Son numerosos los ejemplos de
discursos antiestablishment que están ganando el apoyo o el voto de los
ciudadanos, casi en igual proporción que acérrimos detractores. Habrá quienes
señalen que esos discursos ya han sido pregonados desde hace tiempo y que son
inherentes a la política. Alberto Fujimori llegó al poder en 1990 sin
experiencia política previa pero sólo dos años después impulsaría un autogolpe
de Estado, con la bandera de sentar las bases de un Nuevo Perú y romper con la
partidicrocia. Un discurso semejante al de Hugo Chávez, quien en 1998 ganó por
primera vez las elecciones, con la promesa de romper con el duopolio partidista
que dominó Venezuela por cuarenta años.
Sin embargo, a diferencia de
estos ejemplos, parece que la narrativa antisistema se ha propagado en todo el
mundo, sin distingo si son países desarrollados o democracias consolidadas. En
Europa tenemos a Jeremy Corbyn, líder del partido laborista, quien ha mantenido
un discurso anti-Unión Europea desde la década de los 70s. También tenemos a
Emmanuel Macron, prácticamente un desconocido hasta hace poco, pero que, en las
elecciones presidenciales francesas de 2017, logró hacerse de la victoria como
candidato de su movimiento “En Marche!”.
En Estados Unidos está Bernie
Sanders, el Senador por Vermont que le disputó la candidatura demócrata a
Hillary Clinton, con un discurso autodenominado “socialismo democrático” y que
logró ganar gran popularidad entre los jóvenes. Y desde luego, tenemos el caso
de Donald Trump, quien probablemente mejor representa esta disrupción de la
política tradicional, con un discurso abiertamente racista, sexista y xenófobo
no solo como candidato sino ahora como mandatario.
Recientemente en las elecciones
presidenciales de Colombia, Gustavo Petro irrumpió la escena política con una
serie de propuestas de gobierno contrarias al establishment tradicional y tras
la segunda vuelta, puso a los electores en la encrucijada de elegir entre dos
opciones políticamente opuestas. Y recientemente, Jair Bolsonaro se habría
llevado la victoria de la elección presidencial de Brasil, si no hubiera segunda
vuelta electoral en aquel país, a pesar de su retórica abiertamente homofóbica,
racista y misógina.
¿Es correcto meter en la misma
categoría a los políticos mencionados, separados por posturas ideológicas
opuestas e intereses políticos y económicos concretos, en realidades tan
diferentes como las de Estados Unidos, Inglaterra, Francia o América Latina? Es
precisamente este carácter “transversal” del discurso antisistema que lo hace
particularmente útil para entender lo que está pasando en diversas democracias.

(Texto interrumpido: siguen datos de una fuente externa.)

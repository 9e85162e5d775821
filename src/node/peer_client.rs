//! Node-to-node HTTP pushes
//!
//! The sender resolves the receiving server through discovery per payload;
//! a shard move often targets a server that registered moments ago.

use crate::common::types::{ShardPayload, StatusResponse};
use crate::discovery::DiscoveryClient;
use crate::node::management::PeerTransport;
use crate::{Error, Result};
use tracing::debug;

#[derive(Clone)]
pub struct HttpPeerTransport {
    http: reqwest::Client,
    discovery: DiscoveryClient,
}

impl HttpPeerTransport {
    pub fn new(discovery: DiscoveryClient) -> Self {
        Self {
            http: reqwest::Client::new(),
            discovery,
        }
    }

    async fn push(&self, target_server: u32, path: &str, payload: &ShardPayload) -> Result<()> {
        let node = self.discovery.get_node_with_retries(target_server).await?;
        let url = format!("{}{path}", node.base_url());
        debug!(target_server, shard_id = payload.shard_id, %url, "peer push");

        let response: StatusResponse = self
            .http
            .post(&url)
            .json(payload)
            .send()
            .await?
            .json()
            .await?;
        if response.success {
            Ok(())
        } else {
            Err(Error::Other(response.message))
        }
    }
}

impl PeerTransport for HttpPeerTransport {
    async fn send_shard(&self, target_server: u32, payload: ShardPayload) -> Result<()> {
        self.push(target_server, "/peer/shard", &payload).await
    }

    async fn send_fragment(&self, target_server: u32, payload: ShardPayload) -> Result<()> {
        self.push(target_server, "/peer/fragment", &payload).await
    }
}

Por un lado, su maleabilidad permite que políticos de distintos orígenes y
tradiciones puedan enarbolar tal narrativa mientras que, por el lado de los
ciudadanos, se trata de un discurso generalmente sencillo y directo que habla
de las cosas que les preocupan y a las que atribuyen el detrimento de su
calidad de vida.
El tema es desde luego más
complejo de lo que parece. Mirarlo únicamente como una estrategia en campañas
para ver quién es capaz de capitalizar de mejor manera el descontento popular,
cuenta solo una parte del fenómeno. Detrás del discurso antisistema hay una
profunda crisis de representatividad política y un desencanto de amplios
sectores de la población con las democracias, incluso las que pensábamos
consolidadas. Vale preguntarnos en todo esto, ¿dónde queda la viabilidad de la
democracia como la mejor forma de gobierno?